I also finally installed modwsgi. This is what the cool kids use run their Python web apps with these days. Unlike modpython which runs a Python interpreter in each Apache instance and chews up lots of memory, modwsgi launches separate daemons to handle MoinMoin’s Python requests. And a bonus is these daemons can run as any user, no longer are my wiki files owned by the Apache user. Was easy to set up too.
MoinMoin has many powerful features in addition to just normal wiki collborative editing:
- A GUI editor: for those who can’t be bothered with wiki syntax.
- Also supports WikiCreole. The new “common-tounge” wiki syntax.
- Wiki synchronization: I can work offline on my laptop and sync it up later.
- Access Control: Yes there’s parts of my wiki which are private.
- With ACLs I can limit the actions of different users/groups on certain pages or a whole hierarchy of pages.
- Themeable: You might notice my theme is quite different to the default MoinMoin theme.
- Several antispam measures (BadContent, timeouts, captchas, host blocking). Spam hasn’t been a problem.
- Hideable inline comments and discussion subpages. I’m not using these, but they are very important for some users.
- A large number of built in macros, with more macros available from the MacroMarket
- and it is easy to code your own Macros if you know a little bit of Python.
- Pluggable authentication methods: planning to change to a Wordpress/MoinMoin single-sign-on.
- Wiki Farms: managing a group of MoinMoin wikis with common configuration.
- Smilies
: planning to standardize my Wordpress and MoinMoin smilies. - Syntax highlighting: for code.
- PDF creation.
- Email notification of wiki changes
- and more
With its access controls and macros MoinMoin almost crosses over into being a content management system. My ToDo list is a very simple example of using the FullSearch and NewPage macros to create a task tracker.
MoinMoin is used for some very popular wikis: Apache, Brewiki, Skype, Ubuntu, Fedora, Gnome, Xen, Bazaar, Mercurial.
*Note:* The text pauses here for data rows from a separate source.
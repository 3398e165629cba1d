//! Two-sample tests on continuous metrics: Welch's t, Mann-Whitney U,
//! and the z-test with known population standard deviations

use crate::distributions::normal::{normal_inverse_cdf, normal_two_tailed};
use crate::distributions::t::{student_t_inverse_cdf, student_t_two_tailed};
use crate::helpers::{
    mean, optional_number_arg, optional_typed_arg, ranks, require_finite, require_min_count,
    require_open_unit, to_json, typed_arg,
};
use crate::interpret::{classify, Verdict};
use abstat_plugin::prelude::*;

// ============ Mean Test ============

pub struct MeanTest;

static MEAN_TEST_ARGS: [ArgMeta; 5] = [
    ArgMeta::required("control", "GroupSummary", "Control arm: {sampleSize, mean, stdDev}"),
    ArgMeta::required("variant", "GroupSummary", "Variant arm: {sampleSize, mean, stdDev}"),
    ArgMeta::optional("alpha", "Number", "Significance level (0 < α < 1)", "0.05"),
    ArgMeta::optional("method", "Text", "welch | mann_whitney | z_test", "welch"),
    ArgMeta::optional("rawSamples", "RawSamples", "{control: [..], variant: [..]}; required by mann_whitney", "null"),
];

static MEAN_TEST_EXAMPLES: [&str; 2] = [
    "mean_test(control: {sampleSize: 30, mean: 10, stdDev: 2}, variant: {sampleSize: 30, mean: 11, stdDev: 2.5}) → t ≈ 1.711",
    "mean_test(method: \"mann_whitney\", rawSamples: {control: [1,2,3,4,5], variant: [6,7,8,9,10]}) → U = 25",
];

static MEAN_TEST_RELATED: [&str; 2] = ["plan_mean", "proportion_test"];

impl CalculatorPlugin for MeanTest {
    fn meta(&self) -> FunctionMeta {
        FunctionMeta {
            name: "mean_test",
            description: "Compare a continuous metric between two arms",
            usage: "mean_test(control, variant, alpha?, method?, rawSamples?)",
            args: &MEAN_TEST_ARGS,
            returns: "TestResult",
            examples: &MEAN_TEST_EXAMPLES,
            category: "abtest/significance",
            related: &MEAN_TEST_RELATED,
        }
    }

    fn call(&self, args: &JsonValue, ctx: &CalcContext) -> Result<JsonValue, AbError> {
        let method: MeanTestMethod = optional_typed_arg(args, "method", "mean_test")?.unwrap_or_default();
        let raw: Option<RawSamples> = optional_typed_arg(args, "rawSamples", "mean_test")?;
        let alpha = optional_number_arg(args, "alpha", "mean_test")?.unwrap_or(ctx.default_alpha);

        // Rank tests work from the raw samples alone
        let (control, variant): (GroupSummary, GroupSummary) = match method {
            MeanTestMethod::MannWhitney => (
                optional_typed_arg(args, "control", "mean_test")?.unwrap_or_default(),
                optional_typed_arg(args, "variant", "mean_test")?.unwrap_or_default(),
            ),
            _ => (
                typed_arg(args, "control", "mean_test")?,
                typed_arg(args, "variant", "mean_test")?,
            ),
        };

        let result = compute_mean_test(&control, &variant, alpha, method, raw.as_ref())?;
        to_json(&result)
    }
}

/// Compare a continuous metric between control and variant.
///
/// Statistics are oriented as variant minus control. Mann-Whitney needs
/// `raw`; the other methods read the group summaries and ignore it.
pub fn compute_mean_test(
    control: &GroupSummary,
    variant: &GroupSummary,
    alpha: f64,
    method: MeanTestMethod,
    raw: Option<&RawSamples>,
) -> Result<TestResult, AbError> {
    let alpha = require_open_unit(alpha, "alpha")?;
    match method {
        MeanTestMethod::Welch => welch_t_test(control, variant, alpha),
        MeanTestMethod::ZTest => z_test(control, variant, alpha),
        MeanTestMethod::MannWhitney => {
            let raw = raw.ok_or(InputError::MissingRawSamples)?;
            mann_whitney_u_test(&raw.control, &raw.variant, alpha)
        }
    }
}

/// Summary moments of one arm after validation
struct Moments {
    n: f64,
    mean: f64,
    std_dev: f64,
}

fn moments(
    group: &GroupSummary,
    min_n: u64,
    field: &'static str,
    mean_field: &'static str,
    sd_field: &'static str,
) -> Result<Moments, InputError> {
    require_min_count(group.sample_size, min_n, field)?;
    let mean = group.mean.ok_or(InputError::MissingField { field: mean_field })?;
    let mean = require_finite(mean, mean_field)?;
    let std_dev = group.std_dev.ok_or(InputError::MissingField { field: sd_field })?;
    let std_dev = require_finite(std_dev, sd_field)?;
    if std_dev < 0.0 {
        return Err(InputError::NegativeStdDev { field: sd_field, value: std_dev });
    }
    Ok(Moments {
        n: group.sample_size as f64,
        mean,
        std_dev,
    })
}

fn control_moments(group: &GroupSummary, min_n: u64) -> Result<Moments, InputError> {
    moments(group, min_n, "control", "control.mean", "control.stdDev")
}

fn variant_moments(group: &GroupSummary, min_n: u64) -> Result<Moments, InputError> {
    moments(group, min_n, "variant", "variant.mean", "variant.stdDev")
}

fn relative_effect(diff: f64, base: f64) -> Option<f64> {
    if base != 0.0 {
        Some(diff / base)
    } else {
        None
    }
}

/// Shared shape of a mean-comparison result
struct Outcome {
    method: MeanTestMethod,
    statistic: f64,
    p_value: f64,
    confidence_interval: Option<(f64, f64)>,
    degrees_of_freedom: Option<f64>,
    u_statistic: Option<f64>,
}

/// Assemble the result record. The verdict is always taken from the
/// reported `effect_absolute`; `alpha = None` marks a degenerate outcome.
fn finish(outcome: Outcome, mean_control: f64, mean_variant: f64, alpha: Option<f64>) -> TestResult {
    let effect_absolute = mean_variant - mean_control;
    let verdict = match alpha {
        Some(alpha) => classify(outcome.p_value, alpha, effect_absolute),
        None => Verdict::inconclusive(),
    };
    TestResult {
        method: outcome.method.into(),
        statistic: outcome.statistic,
        p_value: outcome.p_value,
        effect_absolute,
        effect_relative: relative_effect(effect_absolute, mean_control),
        confidence_interval: outcome.confidence_interval,
        is_significant: verdict.is_significant,
        interpretation: verdict.category,
        degrees_of_freedom: outcome.degrees_of_freedom,
        u_statistic: outcome.u_statistic,
        rates: None,
    }
}

/// Welch's unequal-variance t-test from summary statistics.
///
/// Degrees of freedom follow Welch–Satterthwaite and are usually
/// fractional. Zero standard error (both standard deviations zero) yields
/// an inconclusive result.
pub fn welch_t_test(control: &GroupSummary, variant: &GroupSummary, alpha: f64) -> Result<TestResult, AbError> {
    let alpha = require_open_unit(alpha, "alpha")?;
    let a = control_moments(control, 2)?;
    let b = variant_moments(variant, 2)?;

    let va = a.std_dev * a.std_dev / a.n;
    let vb = b.std_dev * b.std_dev / b.n;
    let se_squared = va + vb;
    let se = se_squared.sqrt();

    if se == 0.0 {
        tracing::debug!("both standard deviations are zero; welch test inconclusive");
        let outcome = Outcome {
            method: MeanTestMethod::Welch,
            statistic: 0.0,
            p_value: 1.0,
            confidence_interval: None,
            degrees_of_freedom: None,
            u_statistic: None,
        };
        return Ok(finish(outcome, a.mean, b.mean, None));
    }

    let diff = b.mean - a.mean;
    let t = diff / se;

    // Welch–Satterthwaite on variance shares, so tiny variances do not underflow
    let (wa, wb) = (va / se_squared, vb / se_squared);
    let df = 1.0 / (wa * wa / (a.n - 1.0) + wb * wb / (b.n - 1.0));
    let p_value = student_t_two_tailed(t, df)?;
    let t_crit = student_t_inverse_cdf(1.0 - alpha / 2.0, df)?;

    let outcome = Outcome {
        method: MeanTestMethod::Welch,
        statistic: t,
        p_value,
        confidence_interval: Some((diff - t_crit * se, diff + t_crit * se)),
        degrees_of_freedom: Some(df),
        u_statistic: None,
    };
    Ok(finish(outcome, a.mean, b.mean, Some(alpha)))
}

/// Two-sample z-test treating the supplied standard deviations as known
/// population values
pub fn z_test(control: &GroupSummary, variant: &GroupSummary, alpha: f64) -> Result<TestResult, AbError> {
    let alpha = require_open_unit(alpha, "alpha")?;
    let a = control_moments(control, 1)?;
    let b = variant_moments(variant, 1)?;
    for (m, field) in [(&a, "control.stdDev"), (&b, "variant.stdDev")] {
        if m.std_dev == 0.0 {
            return Err(InputError::NonPositiveStdDev { field, value: m.std_dev }.into());
        }
    }

    let se = (a.std_dev * a.std_dev / a.n + b.std_dev * b.std_dev / b.n).sqrt();
    let diff = b.mean - a.mean;
    let z = diff / se;
    let p_value = normal_two_tailed(z);
    let z_crit = normal_inverse_cdf(1.0 - alpha / 2.0, "alpha")?;

    let outcome = Outcome {
        method: MeanTestMethod::ZTest,
        statistic: z,
        p_value,
        confidence_interval: Some((diff - z_crit * se, diff + z_crit * se)),
        degrees_of_freedom: None,
        u_statistic: None,
    };
    Ok(finish(outcome, a.mean, b.mean, Some(alpha)))
}

fn require_sample(values: &[f64], field: &'static str) -> Result<(), InputError> {
    require_min_count(values.len() as u64, 2, field)?;
    for &v in values {
        require_finite(v, field)?;
    }
    Ok(())
}

/// Mann-Whitney U test with the tie-corrected normal approximation.
///
/// `U` counts the (control, variant) pairs where the variant value is
/// larger, ties counting one half, so `U > n1·n2/2` means the variant
/// tends higher. No continuity correction is applied. When every value is
/// tied the variance vanishes and the result is inconclusive.
///
/// The rank statistic decides significance, but the reported effect is the
/// difference of sample means and the verdict's direction follows it, so an
/// outlier can pair a positive `z` with a negative verdict.
pub fn mann_whitney_u_test(control: &[f64], variant: &[f64], alpha: f64) -> Result<TestResult, AbError> {
    let alpha = require_open_unit(alpha, "alpha")?;
    require_sample(control, "rawSamples.control")?;
    require_sample(variant, "rawSamples.variant")?;

    let n1 = control.len() as f64;
    let n2 = variant.len() as f64;
    let total = n1 + n2;

    let combined: Vec<f64> = control.iter().chain(variant.iter()).copied().collect();
    let (rank_values, tie_term) = ranks(&combined);
    let r1: f64 = rank_values[..control.len()].iter().sum();

    let u = n1 * n2 + n1 * (n1 + 1.0) / 2.0 - r1;
    let mean_u = n1 * n2 / 2.0;
    let sigma_squared = n1 * n2 / 12.0 * ((total + 1.0) - tie_term / (total * (total - 1.0)));

    let mean_control = mean(control);
    let mean_variant = mean(variant);

    if sigma_squared <= 0.0 {
        tracing::debug!(n1, n2, "all observations tied; mann-whitney test inconclusive");
        let outcome = Outcome {
            method: MeanTestMethod::MannWhitney,
            statistic: 0.0,
            p_value: 1.0,
            confidence_interval: None,
            degrees_of_freedom: None,
            u_statistic: Some(u),
        };
        return Ok(finish(outcome, mean_control, mean_variant, None));
    }

    let z = (u - mean_u) / sigma_squared.sqrt();
    let p_value = normal_two_tailed(z);

    let outcome = Outcome {
        method: MeanTestMethod::MannWhitney,
        statistic: z,
        p_value,
        confidence_interval: None,
        degrees_of_freedom: None,
        u_statistic: Some(u),
    };
    Ok(finish(outcome, mean_control, mean_variant, Some(alpha)))
}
MoinMoin is though somewhat overshadowed by the MediaWiki engine. MediaWiki is designed specifically for running Wikipedia, whereas MoinMoin is more flexible and general purpose, but isn’t going to be great at hosting multi-terabytes of extremely popular data.
There’s so many different wiki engines now, there is a WikiMatrix tool which lets you compare them side by side. Checkboxes of course can’t tell you everything. And I’m not sure their choice of checkboxes is completely unbiased.